Macros relying on @IF(@runtime_stage = 'creating', ...) will run every time a table is created for the first time even if data is inserted as part of the creation process (i.e. CREATE OR REPLACE TABLE...). Similarly, macros that rely on the evaluating runtime stage will no longer run as part of the first evaluation that also creates the table for the first time. Previously, there was a clear distinction between empty table creation (creating stage) and data insertion (evaluating stage). Since the two are now coupled, we had to relax the definition of the creating runtime stage to preserve some level of backwards compatibility.

eakmanrq · 2025-08-19T21:11:22Z

sqlmesh/core/scheduler.py

+
+@dataclass(frozen=True)
+class EvaluateNode(BaseNode):
+    snapshot_name: str


This is already defined in BaseNode. Same applies for CreateNode and Dummy Node.

sqlmesh/core/scheduler.py

erindru

Looks good to me! I guess we will find out soon how many projects were relying on create first -> then evaluate

examples/sushi/config.py

erindru · 2025-08-19T20:32:43Z

sqlmesh/core/engine_adapter/base.py

                **kwargs,
            )
        if self_referencing:
+            assert target_columns_to_types is not None


Should this be an explicit check?

Just sharing this thread for some more context.

We already have an explicit check for this on line 455. This is our 2nd entry into the self_referencing check so at this point we indeed assert that target_columns_to_types is not None.

sqlmesh/core/snapshot/evaluator.py

erindru · 2025-08-19T20:51:28Z

sqlmesh/core/snapshot/evaluator.py

-        for schema_name, catalog in unique_schemas:
+        table_exprs = [(gateway, exp.to_table(t)) for gateway, t in gateway_table_pairs]
+        unique_schemas = {
+            (gateway, t.args["db"], t.args.get("catalog"))


Nit: aren't these available as t.db and t.catalog?

They are, but the property accessors return strings, whereas looking them up through args results in Expression instances.
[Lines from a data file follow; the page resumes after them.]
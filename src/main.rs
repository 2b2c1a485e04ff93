//! Table-by-table MySQL backup and restore tool
//!
//! Provides CLI interface for backup, restore and archive operations

// tablevault/src/main.rs
mod backup;
mod config;
mod errors;
mod orchestrator;
mod restore;
mod utils;

use anyhow::{Context, Result};
use config::AppConfig;
use indicatif::MultiProgress;
use orchestrator::{ProgressLogWriter, Report};
use std::env;
use std::path::{Path, PathBuf};
use std::process::ExitCode;
use tracing_subscriber::EnvFilter;

const CONFIG_FILE: &str = "config.json";

/// Operations offered by the menu, in menu order.
#[derive(Debug, Clone, Copy, PartialEq, Eq)]
enum Operation {
    Backup,
    Restore,
    BackupCompress,
    RestoreDecompress,
    Compress,
    Decompress,
}

impl Operation {
    fn parse(choice: &str) -> Option<Self> {
        match choice.trim().to_ascii_lowercase().as_str() {
            "1" | "backup" => Some(Operation::Backup),
            "2" | "restore" => Some(Operation::Restore),
            "3" | "backup-compress" => Some(Operation::BackupCompress),
            "4" | "restore-decompress" => Some(Operation::RestoreDecompress),
            "5" | "compress" => Some(Operation::Compress),
            "6" | "decompress" => Some(Operation::Decompress),
            _ => None,
        }
    }
}

enum RunStatus {
    Completed,
    TablesFailed(usize),
    Nothing,
}

impl From<Report> for RunStatus {
    fn from(report: Report) -> Self {
        if report.is_success() {
            RunStatus::Completed
        } else {
            RunStatus::TablesFailed(report.failed().len())
        }
    }
}

/// Main entry point for the backup/restore tool
#[tokio::main]
async fn main() -> ExitCode {
    // Bars and logs share stderr; log lines suspend the bars while printing.
    let progress = MultiProgress::new();
    tracing_subscriber::fmt()
        .with_env_filter(EnvFilter::try_from_default_env().unwrap_or_else(|_| EnvFilter::new("info")))
        .with_writer(ProgressLogWriter::new(progress.clone(), std::io::stderr))
        .init();

    match run_app(&progress).await {
        Ok(RunStatus::Completed) => {
            println!("✅ Operation completed successfully.");
            ExitCode::SUCCESS
        }
        Ok(RunStatus::Nothing) => ExitCode::SUCCESS,
        Ok(RunStatus::TablesFailed(count)) => {
            eprintln!("❌ Operation finished with {} failed table(s).", count);
            ExitCode::FAILURE
        }
        Err(e) => {
            eprintln!("❌ Error: {:?}", e);
            ExitCode::FAILURE
        }
    }
}

async fn run_app(progress: &MultiProgress) -> Result<RunStatus> {
    dotenv::dotenv().ok();

    let config_path = PathBuf::from(CONFIG_FILE);
    let app_config = AppConfig::load_from_json(&config_path).with_context(|| {
        format!(
            "Failed to load application configuration from {}",
            config_path.display()
        )
    })?;

    let args: Vec<String> = env::args().collect();
    let choice = if args.len() > 1 {
        args[1].trim().to_string()
    } else {
        prompt_choice()?
    };

    let Some(operation) = Operation::parse(&choice) else {
        println!(
            "❌ Invalid choice {:?}. Please enter a number from 1 to 6 or one of: \
             backup, restore, backup-compress, restore-decompress, compress, decompress.",
            choice
        );
        return Ok(RunStatus::Nothing);
    };

    let backup_dir = app_config.session.backup_dir.clone();
    let archive_ext = app_config.archive.format.extension();

    match operation {
        Operation::Backup => {
            println!("🚀 Starting Backup Process...");
            let report = backup::run_backup_flow(&app_config, progress)
                .await
                .context("Backup process failed")?;
            Ok(report.into())
        }
        Operation::Restore => {
            let Some(set_dir) = select_backup_set(&backup_dir)? else {
                return Ok(RunStatus::Nothing);
            };
            println!("🔄 Starting Restore Process from {}...", set_dir.display());
            let report = restore::run_restore_flow(&app_config, &set_dir, progress)
                .await
                .context("Restore process failed")?;
            Ok(report.into())
        }
        Operation::BackupCompress => {
            println!("🚀 Starting Backup Process with compression...");
            let report = backup::run_backup_and_compress_flow(&app_config, progress)
                .await
                .context("Backup process failed")?;
            Ok(report.into())
        }
        Operation::RestoreDecompress => {
            let Some(archive) = select_archive(&backup_dir, archive_ext)? else {
                return Ok(RunStatus::Nothing);
            };
            println!("🔄 Starting Restore Process from {}...", archive.display());
            let report = restore::run_restore_decompress_flow(&app_config, &archive, progress)
                .await
                .context("Restore process failed")?;
            Ok(report.into())
        }
        Operation::Compress => {
            let Some(set_dir) = select_backup_set(&backup_dir)? else {
                return Ok(RunStatus::Nothing);
            };
            let archive = backup::compress_backup_set(&app_config, &set_dir).await?;
            println!("📦 Backup archive: {}", archive.display());
            Ok(RunStatus::Completed)
        }
        Operation::Decompress => {
            let Some(archive) = select_archive(&backup_dir, archive_ext)? else {
                return Ok(RunStatus::Nothing);
            };
            let dir = restore::decompress_archive(&app_config, &archive).await?;
            println!("📂 Extracted to: {}", dir.display());
            Ok(RunStatus::Completed)
        }
    }
}

/// Prompts user to select an operation
///
/// Returns the user's choice as String
fn prompt_choice() -> Result<String> {
    println!("Select an operation:");
    println!("1. Take Backup (or type 'backup')");
    println!("2. Restore Backup (or type 'restore')");
    println!("3. Take Backup and compress it (or type 'backup-compress')");
    println!("4. Decompress and restore a Backup (or type 'restore-decompress')");
    println!("5. Compress a Backup (or type 'compress')");
    println!("6. Decompress a Backup (or type 'decompress')");
    read_line("Enter your choice: ")
}

fn read_line(prompt: &str) -> Result<String> {
    use std::io::{Write, stdin, stdout};

    print!("{}", prompt);
    stdout().flush().context("Failed to flush stdout")?;

    let mut input = String::new();
    stdin()
        .read_line(&mut input)
        .context("Failed to read user input")?;
    Ok(input.trim().to_string())
}

fn select_backup_set(backup_dir: &Path) -> Result<Option<PathBuf>> {
    let sets = restore::list_backup_sets(backup_dir).context("Failed to list backup sets")?;
    Ok(prompt_select("backup set", &sets)?.map(|name| backup_dir.join(name)))
}

fn select_archive(backup_dir: &Path, extension: &str) -> Result<Option<PathBuf>> {
    let archives =
        restore::list_archives(backup_dir, extension).context("Failed to list backup archives")?;
    Ok(prompt_select("archive", &archives)?.map(|name| backup_dir.join(name)))
}

/// Numbered menu over `candidates`. `None` when there is nothing to pick or
/// the answer matches no candidate.
fn prompt_select(label: &str, candidates: &[String]) -> Result<Option<String>> {
    if candidates.is_empty() {
        println!("❌ No {} found.", label);
        return Ok(None);
    }

    println!("Select a {}:", label);
    for (i, candidate) in candidates.iter().enumerate() {
        println!("{}. {}", i + 1, candidate);
    }
    let input = read_line("Enter your choice: ")?;

    let selected = resolve_selection(&input, candidates);
    if selected.is_none() {
        println!("❌ Invalid {} selection: {:?}", label, input);
    }
    Ok(selected)
}

/// Accepts a 1-based index or an exact name.
fn resolve_selection(input: &str, candidates: &[String]) -> Option<String> {
    let input = input.trim();
    if let Ok(index) = input.parse::<usize>() {
        return index
            .checked_sub(1)
            .and_then(|i| candidates.get(i))
            .cloned();
    }
    candidates.iter().find(|c| c.as_str() == input).cloned()
}

#[cfg(test)]
mod tests {
    use super::*;

    #[test]
    fn test_operation_choices() {
        assert_eq!(Operation::parse("1"), Some(Operation::Backup));
        assert_eq!(Operation::parse(" restore "), Some(Operation::Restore));
        assert_eq!(Operation::parse("BACKUP-COMPRESS"), Some(Operation::BackupCompress));
        assert_eq!(Operation::parse("4"), Some(Operation::RestoreDecompress));
        assert_eq!(Operation::parse("compress"), Some(Operation::Compress));
        assert_eq!(Operation::parse("6"), Some(Operation::Decompress));
        assert_eq!(Operation::parse(""), None);
        assert_eq!(Operation::parse("7"), None);
        assert_eq!(Operation::parse("sync"), None);
    }

    #[test]
    fn test_resolve_selection() {
        let candidates = vec!["20240501_080000".to_string(), "20240502_080000".to_string()];

        assert_eq!(resolve_selection("2", &candidates).as_deref(), Some("20240502_080000"));
        assert_eq!(
            resolve_selection("20240501_080000", &candidates).as_deref(),
            Some("20240501_080000")
        );
        assert_eq!(resolve_selection("0", &candidates), None);
        assert_eq!(resolve_selection("3", &candidates), None);
        assert_eq!(resolve_selection("latest", &candidates), None);
    }

    #[test]
    fn test_failed_tables_set_failure_status() {
        use orchestrator::{Outcome, ReportBuilder};
        use std::time::Duration;

        assert!(matches!(RunStatus::from(Report::default()), RunStatus::Completed));

        let mut builder = ReportBuilder::default();
        builder.record(Outcome::succeeded("users", "users.sql"));
        builder.record(Outcome::failed("orders", "Access denied"));
        let status = RunStatus::from(builder.seal(Duration::from_secs(1)));
        assert!(matches!(status, RunStatus::TablesFailed(1)));
    }
}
Given we used to do this:

unique_schemas = {(t.args["db"], t.args.get("catalog")) for t in table_exprs if t and t.db}

I'm assuming the Expression instances are necessary to preserve identifier quotes, etc.
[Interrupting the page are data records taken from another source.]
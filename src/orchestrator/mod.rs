//! Bounded-parallel execution of per-table tasks.
//!
//! Every task handed to [`TaskOrchestrator::run`] produces exactly one
//! [`Outcome`], whatever happens inside the worker, and the outcomes are
//! folded into a single [`Report`].

pub mod progress;
pub mod report;
pub mod task;

pub use progress::{NoProgress, ProgressBarObserver, ProgressLogWriter, ProgressObserver};
pub use report::{Report, ReportBuilder};
pub use task::{Outcome, Task};

use std::collections::HashSet;
use std::future::Future;
use std::sync::Arc;
use tokio::sync::{Semaphore, mpsc};
use tokio::time::Instant;
use tracing::{debug, warn};

use crate::errors::{DbToolError, Result};

pub struct TaskOrchestrator {
    pool_size: usize,
    progress: Arc<dyn ProgressObserver>,
}

impl TaskOrchestrator {
    pub fn new(pool_size: usize, progress: Arc<dyn ProgressObserver>) -> Result<Self> {
        if pool_size == 0 {
            return Err(DbToolError::Config(
                "worker pool size must be at least 1".to_string(),
            ));
        }
        Ok(Self {
            pool_size,
            progress,
        })
    }

    pub fn pool_size(&self) -> usize {
        self.pool_size
    }

    /// Runs every task through `worker`, at most `pool_size` at a time.
    ///
    /// Returns once every task has an outcome. A worker that panics is
    /// recorded as a failed outcome for its task; the other tasks carry on.
    /// Task identifiers must be unique.
    pub async fn run<F, Fut>(&self, tasks: Vec<Task>, worker: F) -> Report
    where
        F: Fn(Task) -> Fut + Send + Sync + 'static,
        Fut: Future<Output = Outcome> + Send + 'static,
    {
        let started = Instant::now();
        let total = tasks.len();
        self.progress.on_start(total);

        let worker = Arc::new(worker);
        let permits = Arc::new(Semaphore::new(self.pool_size));
        let (tx, mut rx) = mpsc::unbounded_channel::<Outcome>();
        let mut pending: HashSet<String> = HashSet::with_capacity(total);

        for task in tasks {
            let id = task.id().to_string();
            let kind = task.kind();
            pending.insert(id.clone());

            let worker = Arc::clone(&worker);
            let permits = Arc::clone(&permits);
            let tx = tx.clone();
            tokio::spawn(async move {
                let outcome = match permits.acquire_owned().await {
                    Ok(_permit) => {
                        debug!(table = %id, %kind, "worker started");
                        // Spawned separately so a panic surfaces as a JoinError here.
                        match tokio::spawn(async move { worker.as_ref()(task).await }).await {
                            Ok(outcome) => outcome.reassign(&id),
                            Err(err) => Outcome::failed(
                                id.as_str(),
                                DbToolError::Worker(format!("aborted: {}", err)).to_string(),
                            ),
                        }
                    }
                    Err(_) => Outcome::failed(
                        id.as_str(),
                        DbToolError::Worker("pool closed".to_string()).to_string(),
                    ),
                };
                let _ = tx.send(outcome);
            });
        }
        drop(tx);

        let mut builder = ReportBuilder::default();
        let mut completed = 0;
        while let Some(outcome) = rx.recv().await {
            if !pending.remove(outcome.id()) {
                warn!(table = outcome.id(), "ignoring duplicate outcome");
                continue;
            }
            completed += 1;
            self.record(&mut builder, outcome, completed, total);
        }
        for id in pending.drain() {
            completed += 1;
            let outcome = Outcome::failed(id, "worker exited without reporting an outcome");
            self.record(&mut builder, outcome, completed, total);
        }

        self.progress.on_finish();
        builder.seal(started.elapsed())
    }

    fn record(&self, builder: &mut ReportBuilder, outcome: Outcome, completed: usize, total: usize) {
        if outcome.is_success() {
            debug!(table = outcome.id(), "[{}/{}] done", completed, total);
        } else {
            warn!(
                table = outcome.id(),
                "[{}/{}] failed: {}",
                completed,
                total,
                outcome.detail()
            );
        }
        self.progress.on_outcome(completed, total, &outcome);
        builder.record(outcome);
    }
}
erindru · 2025-08-20T01:22:55Z

sqlmesh/core/scheduler.py

-                                snapshot.name,
-                                (intervals[batch_idx_to_wait_for], batch_idx_to_wait_for),
-                            )
+                            EvaluateNode(


Making these implicit data structures explicit really helps when trying to understand what is going on

eakmanrq · 2025-08-20T16:19:23Z

sqlmesh/core/scheduler.py

+
+
+class SchedulingUnit(abc.ABC):
+    snapshot_name: str


If you make this a dataclass then you don't have to redefine snapshot_name in the classes that inherit from this.
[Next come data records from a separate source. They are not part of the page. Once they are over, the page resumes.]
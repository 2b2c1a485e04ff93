// tablevault/src/restore/db_restore.rs
use async_trait::async_trait;
use std::path::{Path, PathBuf};
use std::process::Stdio;
use std::sync::Arc;
use tokio::process::Command;
use tracing::debug;

use crate::config::SessionConfig;
use crate::errors::{DbToolError, Result};
use crate::orchestrator::task::validate_table_name;
use crate::orchestrator::{Outcome, Task};
use crate::utils::database::ConnectionParams;
use crate::utils::find_executable;
use crate::utils::process::ProcessOutput;
use crate::utils::retry::RetryPolicy;

const LOAD_PROGRAM: &str = "mysql";

/// External restore client. Reads one dump file as its standard input.
#[async_trait]
pub trait LoadClient: Send + Sync {
    async fn load(&self, input_file: &Path) -> Result<ProcessOutput>;
}

/// The `mysql` command-line client fed from a dump file.
pub struct MysqlLoadClient {
    executable: PathBuf,
    working_dir: Option<PathBuf>,
    connection: ConnectionParams,
    character_set: String,
}

impl MysqlLoadClient {
    pub fn new(config: &SessionConfig) -> Result<Self> {
        let executable = find_executable(LOAD_PROGRAM, config.client_dir.as_deref())?;
        debug!("Found {} executable at: {}", LOAD_PROGRAM, executable.display());
        Ok(Self {
            executable,
            working_dir: config.client_dir.clone(),
            connection: config.connection.clone(),
            character_set: config.character_set.clone(),
        })
    }
}

#[async_trait]
impl LoadClient for MysqlLoadClient {
    async fn load(&self, input_file: &Path) -> Result<ProcessOutput> {
        let file = tokio::fs::File::open(input_file).await?.into_std().await;

        let mut cmd = Command::new(&self.executable);
        cmd.env("MYSQL_PWD", &self.connection.password)
            .arg(format!("--default-character-set={}", self.character_set))
            .arg("-h")
            .arg(&self.connection.host)
            .arg("-P")
            .arg(self.connection.port.to_string())
            .arg("-u")
            .arg(&self.connection.user)
            .arg(&self.connection.database)
            .stdin(Stdio::from(file))
            .stdout(Stdio::piped())
            .stderr(Stdio::piped());
        if let Some(dir) = &self.working_dir {
            cmd.current_dir(dir);
        }

        let output = cmd.output().await?;
        Ok(ProcessOutput::from(output))
    }
}

/// Restores one table from its dump file, retrying transient client failures.
pub struct LoadRunner {
    client: Arc<dyn LoadClient>,
    retry: RetryPolicy,
}

impl LoadRunner {
    pub fn new(client: Arc<dyn LoadClient>, retry: RetryPolicy) -> Self {
        Self { client, retry }
    }

    pub async fn load_table(&self, restore_dir: &Path, table: &str) -> Outcome {
        self.load(&Task::load(table, restore_dir)).await
    }

    pub async fn load(&self, task: &Task) -> Outcome {
        let table = task.id();
        let path = task.path();
        if let Err(err) = validate_table_name(table) {
            return Outcome::failed(table, err.to_string());
        }

        // A missing file can never succeed, so it is not retried.
        match tokio::fs::metadata(path).await {
            Ok(meta) if meta.is_file() => {}
            _ => return Outcome::failed(table, DbToolError::MissingDumpFile(path.to_path_buf()).to_string()),
        }

        let label = format!("restore {}", table);
        let client = &self.client;
        let result = self
            .retry
            .run(&label, |attempt| async move {
                debug!(table, attempt, "running {}", LOAD_PROGRAM);
                let output = client.load(path).await?;
                if output.success() {
                    Ok::<(), DbToolError>(())
                } else {
                    Err(output.into_command_error(LOAD_PROGRAM))
                }
            })
            .await;

        match result {
            Ok(()) => Outcome::succeeded(table, path.display().to_string()),
            Err(err) => Outcome::failed(table, err.to_string()),
        }
    }
}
I think when we talked you said you wanted this to be more of an interface but I don't really get the advantage we get from this framing. Either way works though.

I believe that a dataclass is a product type and we should be able to instantiate it. This directly conflicts with ABC, which is supposed to provide an interface and can't be instantiated. That's why I'm against mixing the two.

izeigerman added 15 commits August 19, 2025 12:56

Feat: Lazily create model tables during evaluation

81581a5

simplify create

727103b

propagate allow_destructive_snapshots into evaluate

79869df

simplify create 2

f4326da

refactor scheduler

1262d1a

improvements

8ace714

fix tests

d3717b3

move more of creation into the scheduler

3a5953d

more tests

d5e5acc

fix test

2cca48f

fix cli test

7effa65

fix more tests

ea49c00

fix plan stages tests

608bd46

more test fixes

088c38c

fix snapshot evaluator tests

8dadf8b

izeigerman requested a review from a team August 19, 2025 20:09

izeigerman added 3 commits August 19, 2025 13:29

fix the remaining test

58f5f9d

support concurrent creation of non-overlapping schemas

e139601

update docs

3317c3a

eakmanrq reviewed Aug 19, 2025

View reviewed changes

sqlmesh/core/scheduler.py Outdated Show resolved Hide resolved

izeigerman added 2 commits August 19, 2025 15:14

preserve the semantics of the 'creating' runtime stage

6336f43

remove BaseNode

76aff43

erindru approved these changes Aug 20, 2025

View reviewed changes

erindru mentioned this pull request Aug 20, 2025

how to create a table if not exists ? #5191

Closed

eakmanrq approved these changes Aug 20, 2025

View reviewed changes

comments

9f60b52

eakmanrq reviewed Aug 20, 2025

View reviewed changes

comments

4e5d28f

izeigerman merged commit 014fe6a into main Aug 20, 2025
27 of 29 checks passed

izeigerman deleted the feat-couple-create-and-evaluate-stages branch August 20, 2025 18:19

xardasos mentioned this pull request Aug 22, 2025

Fix(risingwave): Recreate materialized views #5195

Merged

themisvaltinos mentioned this pull request Aug 26, 2025

Fix: Move before all statements execution before snapshot creation logic #5229

Merged

This was referenced Aug 29, 2025

Fix: Regression in WAP support #5264

Merged

Fix: Evaluation of metadata snapshots with audit changes #5267

Merged

themisvaltinos mentioned this pull request Sep 19, 2025

Fix: Pass a copy of the properties to avoid mutation of actual dict #5417

Merged

anismiles mentioned this pull request Dec 14, 2025

Regression: Cron-based start date inference incorrect for maiden plans #5629

Open

Comments

Conversation

izeigerman commented Aug 19, 2025 • edited Loading Uh oh! There was an error while loading. Please reload this page.

Uh oh!

Uh oh!

Choose a reason for hiding this comment

Uh oh!

Uh oh!

erindru left a comment

Choose a reason for hiding this comment

Uh oh!

Uh oh!

Choose a reason for hiding this comment

Uh oh!

Choose a reason for hiding this comment

Uh oh!

Choose a reason for hiding this comment

Uh oh!

Uh oh!

Choose a reason for hiding this comment

Uh oh!

Choose a reason for hiding this comment

Uh oh!

Choose a reason for hiding this comment

Uh oh!

Choose a reason for hiding this comment

Uh oh!

Choose a reason for hiding this comment

Uh oh!

Choose a reason for hiding this comment

Uh oh!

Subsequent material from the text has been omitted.